My friend B. was one of the first people to welcome me to the neighborhood clique of dog-people, the two of us bonding over dog names (her little pup is Minnie, my gangly beast is Maxi).
Minnie is a recent adoption. Her previous dog died recently, at an advanced age, and she waited a while before getting another. They’d only been together a few months when Minnie started acting off. They ran tests, and everything came back clear…. until this month it didn’t.
Minnie has lymphoma.
We walk along the curving path through the park, as she tells me the diagnosis, Max and Minnie trotting just ahead of us. They’ve put Minnie on prednisone, and it’s drastically improved her mood and behavior. She’s not in pain any more. But it’s only buying time.
The antics of the pups, as they investigate a particularly pungent patch of grass, lightens the mood. It’s what dogs do. We give our hearts to our pets in ways we would never dare with another human, and they give us joy in return. But the shadow hangs over every relationship, the knowledge that you will likely outlive them. And even if you’re willing to do everything possible to keep them alive, at some point you have to ask yourself, who are you doing this for? Your pet? Or yourself?
A vet once told me that he’d never had anyone say “I acted too soon.” Too often it’s, “I waited too long.”
They’re not going to try chemo, my friend says. With her diagnosis, at best it would give them another year, most of which Minnie would spend feeling like hell. Chemo isn’t easy for anyone, but especially for an animal that can’t understand what’s happening, or why you keep doing this to them.
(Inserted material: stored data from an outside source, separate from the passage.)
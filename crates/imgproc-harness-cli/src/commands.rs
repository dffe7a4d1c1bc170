//! CLI argument definitions using clap

use clap::{Parser, ValueEnum};
use imgproc_harness::{Metric, DEFAULT_COMPARE_PROGRAM};
use std::path::PathBuf;

/// run_test: check one image transformation against its expected output
#[derive(Parser, Debug)]
#[command(name = "run_test")]
#[command(author, version, about, long_about = None)]
#[command(
    override_usage = "run_test [OPTIONS] <exe version> <image stem> <transformation> [<transformation arg> ...]"
)]
pub struct Cli {
    /// Verbosity level (-v, -vv, -vvv)
    #[arg(short, long, action = clap::ArgAction::Count)]
    pub verbose: u8,

    /// Quiet mode (suppress the success line)
    #[arg(short, long)]
    pub quiet: bool,

    /// Color output (auto, always, never)
    #[arg(long, default_value = "auto")]
    pub color: ColorArg,

    /// Image comparison program
    #[arg(long, env = "RUN_TEST_COMPARE", default_value = DEFAULT_COMPARE_PROGRAM)]
    pub compare: String,

    /// Metric passed to the comparison program
    #[arg(long, env = "RUN_TEST_METRIC", default_value = "mse")]
    pub metric: Metric,

    /// Directory holding the source images
    #[arg(long, env = "RUN_TEST_INPUT_DIR", default_value = "input")]
    pub input_dir: PathBuf,

    /// Directory holding the expected images
    #[arg(long, env = "RUN_TEST_EXPECTED_DIR", default_value = "expected")]
    pub expected_dir: PathBuf,

    /// Directory receiving output and diff images
    #[arg(long, env = "RUN_TEST_ACTUAL_DIR", default_value = "actual")]
    pub actual_dir: PathBuf,

    /// <exe version> <image stem> <transformation> [<transformation arg> ...]
    ///
    /// <exe version> is 'c' or 'asm'. Everything after the first value is
    /// passed through, including values starting with '-'.
    #[arg(value_name = "TEST", trailing_var_arg = true)]
    pub test: Vec<String>,
}

/// Color argument for CLI
#[derive(ValueEnum, Clone, Copy, Debug, Default, PartialEq, Eq)]
pub enum ColorArg {
    /// Auto-detect terminal support
    #[default]
    Auto,
    /// Always use colors
    Always,
    /// Never use colors
    Never,
}

impl From<ColorArg> for crate::config::ColorChoice {
    fn from(arg: ColorArg) -> Self {
        match arg {
            ColorArg::Auto => Self::Auto,
            ColorArg::Always => Self::Always,
            ColorArg::Never => Self::Never,
        }
    }
}

#[cfg(test)]
#[allow(clippy::unwrap_used, clippy::expect_used)]
mod tests {
    use super::*;
    use crate::config::ColorChoice;
    use clap::CommandFactory;

    #[test]
    fn test_definition_is_valid() {
        Cli::command().debug_assert();
    }

    #[test]
    fn test_positionals() {
        let cli = Cli::try_parse_from(["run_test", "c", "lenna", "grayscale"]).unwrap();
        assert_eq!(cli.test, ["c", "lenna", "grayscale"]);
        assert_eq!(cli.verbose, 0);
        assert!(!cli.quiet);
    }

    #[test]
    fn test_hyphenated_transformation_args_pass_through() {
        let cli =
            Cli::try_parse_from(["run_test", "c", "lenna", "fade", "-3", "--quiet"]).unwrap();
        assert_eq!(cli.test, ["c", "lenna", "fade", "-3", "--quiet"]);
        assert!(!cli.quiet);
    }

    #[test]
    fn test_flags_before_positionals() {
        let cli = Cli::try_parse_from([
            "run_test",
            "-vv",
            "--color",
            "never",
            "--metric",
            "rmse",
            "asm",
            "lenna",
            "rgb",
        ])
        .unwrap();
        assert_eq!(cli.verbose, 2);
        assert_eq!(cli.color, ColorArg::Never);
        assert_eq!(cli.metric, Metric::Rmse);
        assert_eq!(cli.test, ["asm", "lenna", "rgb"]);
    }

    #[test]
    fn test_no_positionals_parses() {
        // Too few positionals is reported by the harness, not by clap.
        let cli = Cli::try_parse_from(["run_test"]).unwrap();
        assert!(cli.test.is_empty());
    }

    #[test]
    fn test_unknown_metric_rejected() {
        assert!(Cli::try_parse_from(["run_test", "--metric", "ssim", "c", "lenna", "rgb"]).is_err());
    }

    #[test]
    fn test_defaults() {
        let cli = Cli::try_parse_from(["run_test", "c", "lenna", "rgb"]).unwrap();
        assert_eq!(cli.metric, Metric::Mse);
        assert_eq!(cli.input_dir, PathBuf::from("input"));
        assert_eq!(cli.expected_dir, PathBuf::from("expected"));
        assert_eq!(cli.actual_dir, PathBuf::from("actual"));
    }

    #[test]
    fn test_color_arg_conversion() {
        assert_eq!(ColorChoice::from(ColorArg::Auto), ColorChoice::Auto);
        assert_eq!(ColorChoice::from(ColorArg::Always), ColorChoice::Always);
        assert_eq!(ColorChoice::from(ColorArg::Never), ColorChoice::Never);
    }
}
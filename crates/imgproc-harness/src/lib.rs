//! Conformance harness for `<variant>_imgproc` image-transformation builds.
//!
//! A test is one transformation of one input image. The harness derives the
//! fixture paths, runs the executable under test, then asks an external
//! comparison tool whether the output matches the checked-in fixture.
//!
//! ```no_run
//! use imgproc_harness::{TestDriver, TestIdentity};
//!
//! let identity = TestIdentity::new("c", "lenna", "grayscale", Vec::new());
//! match TestDriver::default().run(&identity) {
//!     Ok(_) => println!("Test passed!"),
//!     Err(e) => eprintln!("{e}"),
//! }
//! ```

#![warn(missing_docs)]
#![allow(clippy::module_name_repetitions)]

pub mod compare;
pub mod driver;
pub mod identity;
pub mod mock;
pub mod paths;
pub mod process;
mod result;

pub use compare::{ComparisonTool, Metric, UnknownMetric, DEFAULT_COMPARE_PROGRAM};
pub use driver::{is_executable, Stage, TestDriver, TestReport};
pub use identity::TestIdentity;
pub use paths::{ArgumentSuffix, DerivedPaths, HarnessLayout, NormalizationStep, NORMALIZATION};
pub use process::{
    check_outcome, CommandSpec, ExitDisposition, ProcessOutcome, ProcessRunner, SystemRunner,
};
pub use result::{HarnessError, HarnessResult, USAGE};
My friend says that diffidently, as though she’s half-expecting to be told she should do and spend whatever it takes. But I’ve been there, I know the guilt and grief that gets tangled in the decision-making process. Even when they make it to an advanced age, we beg and bargain for more.
I’m going to give her the best months I can, my friend says. But her voice quavers, her eyes filled with the anticipation of sorrow.
She’s only had Minnie slightly longer than I’ve had Max. I try to imagine being faced with the same situation, and my heart hurts.
My friend is doing the right thing. She knows that. It’s still horrible.
“You’re fostering her,” I suggest, my own recent experiences shaping my words. “Before her next home. Giving her a base of love and affection, so she can take that next step without fear.”
It sounds hokey, the kind of thing you’d find on a sub-par Hallmark card, but there’s something about it that rings true. They’re ours, and we’re theirs, but it’s not ownership. It’s a trust.
My friend thinks about it for a few minutes, then nods. I think that idea helps her, a little. I hope it does.
I hope it will help me, when the time comes again.